In this light, balancing the needs of local economies with the opportunities of the global economy will be a major priority for French politicians throughout the next decade. Officials will be hoping that French car companies remain buoyant, as the disappearance of local industries will increase social and economic deprivation, and fuel feelings of dispossession and anger. If left unattended, these feelings may well manifest themselves in support for the far-right Rassemblement national (RN). RN is popular in areas of industrial decline and has gained significant support in northern France, especially with the decline in popularity of the Parti socialiste throughout France. This will add to the pressure on President Emmanuel Macron as the race for the Elysée in 2022 intensifies.

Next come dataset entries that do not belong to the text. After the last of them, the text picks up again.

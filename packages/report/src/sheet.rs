//! The report page as one SVG document.
//!
//! This is what the PNG export rasterizes: header, main map with graticule
//! labels, inset, scale block, legend, coordinate listing, and footer, laid
//! out on the fixed 1122 x 794 frame. The on-screen display transform is
//! applied as a root scale, so a capture taken while the frame is scaled
//! down shows the page scaled down too.

use std::fmt::Write as _;

use survey_map_state::{REPORT_FRAME_HEIGHT_PX, REPORT_FRAME_WIDTH_PX};

use crate::grid::GRID_FRACTIONS;
use crate::layout::{REPORT_BADGE, ReportLayout};
use crate::legend::LegendEntry;
use crate::markup::escape_markup;
use crate::panel::{INSET_PANEL, MAIN_PANEL, write_panel_group};

/// Font stack used for report text.
pub const SHEET_FONT: &str = "DejaVu Sans, Liberation Sans, Arial, Helvetica, sans-serif";

const MONO_FONT: &str = "DejaVu Sans Mono, Liberation Mono, Courier New, monospace";

/// Top-left corner of the main map panel.
pub const MAIN_ORIGIN: (f64, f64) = (40.0, 148.0);

/// Top-left corner of the inset panel.
pub const INSET_ORIGIN: (f64, f64) = (846.0, 176.0);

/// Left edge and width of the side column.
pub const SIDE_COLUMN: (f64, f64) = (838.0, 256.0);

const HEADER_RULE_Y: f64 = 112.0;
const FOOTER_RULE_Y: f64 = 724.0;
const SCALE_BOX_Y: f64 = 366.0;
const LEGEND_TITLE_Y: f64 = 410.0;
const LIST_BOTTOM: f64 = 716.0;
const LIST_LINE: f64 = 12.0;

struct Sheet {
    svg: String,
}

impl Sheet {
    fn rect(&mut self, (x, y, w, h): (f64, f64, f64, f64), paint: &str) {
        let _ = write!(
            self.svg,
            r#"<rect x="{x}" y="{y}" width="{w}" height="{h}" {paint}/>"#
        );
    }

    fn text(&mut self, (x, y): (f64, f64), style: &str, text: &str) {
        let _ = write!(
            self.svg,
            r#"<text x="{x:.1}" y="{y:.1}" {style}>{}</text>"#,
            escape_markup(text)
        );
    }

    /// Black title bar across the side column.
    fn title_bar(&mut self, y: f64, title: &str) {
        let (left, width) = SIDE_COLUMN;
        self.rect((left, y, width, 20.0), r##"fill="#000000""##);
        self.text(
            (width.mul_add(0.5, left), y + 14.0),
            r##"text-anchor="middle" font-size="10" font-weight="900" letter-spacing="2" fill="#ffffff""##,
            title,
        );
    }

    /// Frame edge around a panel at `origin`.
    fn panel_border(&mut self, (x, y): (f64, f64), (w, h): (f64, f64), weight: f64) {
        let half = weight / 2.0;
        self.rect(
            (x - half, y - half, w + weight, h + weight),
            &format!(r##"fill="none" stroke="#000000" stroke-width="{weight}""##),
        );
    }

    fn page(&mut self) {
        let (w, h) = page_size();
        self.rect((0.0, 0.0, w, h), r##"fill="#000000""##);
        self.rect((4.0, 4.0, w - 8.0, h - 8.0), r##"fill="#ffffff""##);
        self.rect(
            (12.0, 12.0, w - 24.0, h - 24.0),
            r##"fill="none" stroke="#000000" stroke-width="4""##,
        );
        self.rect((14.0, HEADER_RULE_Y, w - 28.0, 8.0), r##"fill="#000000""##);
        self.rect((14.0, FOOTER_RULE_Y, w - 28.0, 6.0), r##"fill="#000000""##);
        self.rect(
            (SIDE_COLUMN.0 - 16.0, MAIN_ORIGIN.1, 5.0, FOOTER_RULE_Y - MAIN_ORIGIN.1 - 12.0),
            r##"fill="#000000""##,
        );
    }

    fn header(&mut self, layout: &ReportLayout) {
        let metadata = &layout.metadata;
        self.text(
            (44.0, 72.0),
            r#"font-size="40" font-weight="900" letter-spacing="-1""#,
            &metadata.title,
        );
        self.text(
            (46.0, 100.0),
            r##"font-size="14" font-weight="700" letter-spacing="6" fill="#1e293b""##,
            &metadata.subtitle,
        );
        self.rect((778.0, 40.0, 300.0, 30.0), r##"fill="#000000""##);
        self.text(
            (928.0, 60.0),
            r##"text-anchor="middle" font-size="12" font-weight="900" letter-spacing="3" fill="#ffffff""##,
            "VALIDATED GEOSPATIAL ANALYSIS",
        );
        self.text(
            (1078.0, 94.0),
            &format!(r#"text-anchor="end" font-size="10" font-family="{MONO_FONT}" opacity="0.7""#),
            "PROJECTION SYSTEM: WGS 1984",
        );
    }

    fn main_map(&mut self, layout: &ReportLayout) {
        let (x, y) = MAIN_ORIGIN;
        let (w, h) = MAIN_PANEL;
        write_panel_group(
            &mut self.svg,
            "main",
            &layout.main_overlays,
            layout.frame.main_bounds,
            MAIN_PANEL,
            MAIN_ORIGIN,
        );
        self.panel_border(MAIN_ORIGIN, MAIN_PANEL, 4.0);

        let edge = r#"text-anchor="middle" font-size="10" font-weight="900""#;
        for (i, fraction) in GRID_FRACTIONS.iter().enumerate() {
            let gx = w.mul_add(*fraction, x);
            let gy = h.mul_add(1.0 - fraction, y);
            if let Some(lng) = layout.grid.top.get(i) {
                self.text((gx, y - 10.0), edge, &format!("{lng}°E"));
            }
            if let Some(lng) = layout.grid.bottom.get(i) {
                self.text((gx, y + h + 18.0), edge, &format!("{lng}°E"));
            }
            if let Some(lat) = layout.grid.left.get(i) {
                let _ = write!(
                    self.svg,
                    r#"<text transform="translate({:.1} {gy:.1}) rotate(-90)" {edge}>{}</text>"#,
                    x - 10.0,
                    escape_markup(&format!("{lat}°N"))
                );
            }
            if let Some(lat) = layout.grid.right.get(i) {
                let _ = write!(
                    self.svg,
                    r#"<text transform="translate({:.1} {gy:.1}) rotate(-90)" {edge}>{}</text>"#,
                    x + w + 18.0,
                    escape_markup(&format!("{lat}°N"))
                );
            }
        }
    }

    fn inset(&mut self, layout: &ReportLayout) {
        self.title_bar(
            MAIN_ORIGIN.1,
            &format!("INDEX MAP (SCALE {})", layout.inset_scale_text),
        );
        write_panel_group(
            &mut self.svg,
            "inset",
            &layout.inset_overlays,
            layout.frame.inset_bounds,
            INSET_PANEL,
            INSET_ORIGIN,
        );
        self.panel_border(INSET_ORIGIN, INSET_PANEL, 3.0);
    }

    fn scale_block(&mut self, layout: &ReportLayout) {
        let (left, width) = SIDE_COLUMN;
        self.rect(
            (left + 2.0, SCALE_BOX_Y, width - 4.0, 34.0),
            r##"fill="none" stroke="#000000" stroke-width="4""##,
        );
        self.text(
            (left + 30.0, SCALE_BOX_Y + 24.0),
            r#"font-size="18" font-weight="900""#,
            "N \u{25b2}",
        );
        self.text(
            (left + 160.0, SCALE_BOX_Y + 22.0),
            r#"text-anchor="middle" font-size="11" font-weight="900" letter-spacing="2""#,
            &format!("SCALE {}", layout.scale_text),
        );
    }

    /// Legend rows; returns the y below the last row.
    fn legend(&mut self, legend: &[LegendEntry]) -> f64 {
        self.title_bar(LEGEND_TITLE_Y, "DYNAMIC LEGEND");
        let left = SIDE_COLUMN.0 + 8.0;
        let label_x = left + 24.0;
        let label = r#"font-size="11" font-weight="900""#;
        let detail = format!(r##"font-size="9" font-family="{MONO_FONT}" fill="#475569""##);
        let mut y = LEGEND_TITLE_Y + 30.0;

        for entry in legend {
            match entry {
                LegendEntry::Symbol { label: text, .. } => {
                    self.rect(
                        (left, y, 16.0, 16.0),
                        r##"fill="#ffffff" stroke="#000000" stroke-width="2""##,
                    );
                    self.text((label_x, y + 12.0), label, &text.to_uppercase());
                    y += 22.0;
                }
                LegendEntry::Distance {
                    color,
                    label: text,
                    meters,
                } => {
                    self.rect(
                        (left, y + 6.0, 16.0, 4.0),
                        &format!(r#"fill="{}""#, escape_markup(color)),
                    );
                    self.text((label_x, y + 12.0), label, &text.to_uppercase());
                    self.text((label_x, y + 25.0), &detail, &format!("Length: {meters} m"));
                    y += 34.0;
                }
                LegendEntry::Area {
                    color,
                    label: text,
                    hectares,
                    perimeter_m,
                } => {
                    self.rect(
                        (left, y, 16.0, 16.0),
                        &format!(
                            r##"fill="{}" stroke="#000000" stroke-width="2""##,
                            escape_markup(color)
                        ),
                    );
                    self.text((label_x, y + 12.0), label, &text.to_uppercase());
                    self.text((label_x, y + 25.0), &detail, &format!("Area: {hectares} ha"));
                    self.text(
                        (label_x, y + 36.0),
                        &detail,
                        &format!("Perimeter: {perimeter_m} m"),
                    );
                    y += 46.0;
                }
            }
        }
        y
    }

    /// Coordinate rows below the legend, cut off with a `+N MORE` line
    /// when the column runs out.
    fn coordinates(&mut self, layout: &ReportLayout, top: f64) {
        if layout.coordinates.is_empty() {
            return;
        }
        let (left, width) = SIDE_COLUMN;
        self.rect((left + 8.0, top, width - 16.0, 1.5), r##"fill="#000000" opacity="0.1""##);
        self.text(
            (left + 8.0, top + 14.0),
            r#"font-size="9" font-weight="900" opacity="0.3""#,
            "COORDINATE LIST:",
        );

        let style = format!(r#"font-size="9" font-family="{MONO_FONT}""#);
        let first = top + 14.0 + LIST_LINE;
        #[allow(clippy::cast_possible_truncation, clippy::cast_sign_loss)]
        let capacity = ((LIST_BOTTOM - first) / LIST_LINE).floor().max(0.0) as usize + 1;
        let total = layout.coordinates.len();
        let shown = if total > capacity {
            capacity.saturating_sub(1)
        } else {
            total
        };

        let mut y = first;
        for row in layout.coordinates.iter().take(shown) {
            self.text((left + 8.0, y), &style, &row.to_string());
            y += LIST_LINE;
        }
        if shown < total {
            self.text((left + 8.0, y), &style, &format!("+{} MORE", total - shown));
        }
    }

    fn footer(&mut self, layout: &ReportLayout) {
        let metadata = &layout.metadata;
        self.text(
            (44.0, 762.0),
            r#"font-size="13" font-weight="900" letter-spacing="4""#,
            &format!(
                "SURVEYOR: {} | {}",
                metadata.surveyor,
                metadata.date.to_uppercase()
            ),
        );
        self.rect((858.0, 742.0, 236.0, 32.0), r##"fill="#000000""##);
        self.text(
            (976.0, 763.0),
            r##"text-anchor="middle" font-size="12" font-weight="900" letter-spacing="6" fill="#ffffff""##,
            REPORT_BADGE,
        );
    }
}

/// Page size in frame pixels.
#[must_use]
pub fn page_size() -> (f64, f64) {
    (
        f64::from(REPORT_FRAME_WIDTH_PX),
        f64::from(REPORT_FRAME_HEIGHT_PX),
    )
}

/// Renders the whole report page.
#[must_use]
pub fn render_report_svg(layout: &ReportLayout) -> String {
    let (w, h) = page_size();
    let scale = layout.display.effective_scale();
    let mut sheet = Sheet {
        svg: String::with_capacity(32 * 1024),
    };

    let _ = write!(
        sheet.svg,
        r#"<svg xmlns="http://www.w3.org/2000/svg" width="{w}" height="{h}" viewBox="0 0 {w} {h}" font-family="{SHEET_FONT}"><g transform="scale({scale})">"#
    );
    sheet.page();
    sheet.header(layout);
    sheet.main_map(layout);
    sheet.inset(layout);
    sheet.scale_block(layout);
    let below_legend = sheet.legend(&layout.legend);
    sheet.coordinates(layout, below_legend + 4.0);
    sheet.footer(layout);
    sheet.svg.push_str("</g></svg>");

    log::debug!(
        "render_report_svg: {} bytes at display scale {scale:.3}",
        sheet.svg.len()
    );
    sheet.svg
}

Yet the situation may not turn out to be as detrimental as one might think. Whilst Observatoire Cetelem, a thinktank founded by BNP Paribas, estimates that it will take until 2023 for the French automobile industry to reattain its pre-Covid state, it predicts a 19 percent increase in French car sales for 2021. This is seven percent above the thinktank’s prediction for all world car sales, which must be good news for French companies.

Even then, France has much work to do in order to revolutionise its weakened automobile sector. The French government’s focus upon green economic renewal, however, provides an excellent opportunity to give a new lease of life to the country’s manufacturers.

Firstly, the transition écologique should enable French companies to expand their operations by manufacturing increasingly popular green products. One challenge faced by the aforementioned foundry in Jura is that its customers no longer wish to buy heavy metal components which increase a vehicle’s carbon footprint. The French government’s post-Covid recovery plan will hand €1 billion to car companies seeking to modernise and make their operations greener. Secondly, if carried out well, this will make the operations of French companies more unique, strengthening local communities and nipping a possible new wave of delocalisation in the bud.

Furthermore, helping French factories to make their operations greener is in France’s strategic interests. President Macron is particularly passionate about boosting “European sovereignty” by developing economic capabilities which are independent of China and the United States. Green diversification would enable France to enter the green technology market in which China currently leads, reducing France’s dependence upon other countries who may use this as a bargaining chip.

To this end, France’s government intends to invest €7.2 billion in green hydrogen engines over the next 10 years, which it hopes will also reinforce links between French and German businesses. This is another strategic plus. However, if France wishes to promote its own manufacturers and reduce delocalisation, French industries must be just as involved as German ones. The German car industry is six times larger than that of France, meaning that France has much to do in order to sharpen its industrial arsenal.

There are many incentives to make the French car industry more robust. France’s government should use the fallout of the pandemic to modernise and diversify the country’s out-of-date automobile enterprises, strengthening local economies, boosting “European sovereignty” and, most importantly, slashing carbon emissions. Letting the country’s car manufacturers go off the road would be detrimental for France’s workers, communities and businesses.

The consequences of inaction would be especially harmful for President Macron as he nears the end of his five-year term. Mr Macron should use this as an opportunity to demonstrate that France can be a European industrial heavyweight. Reinforcing French industries would also assist Mr Macron in promoting his passion for the European Union, and help him to prevent any increase in anti-global sentiment which could throw his continental centrism off course.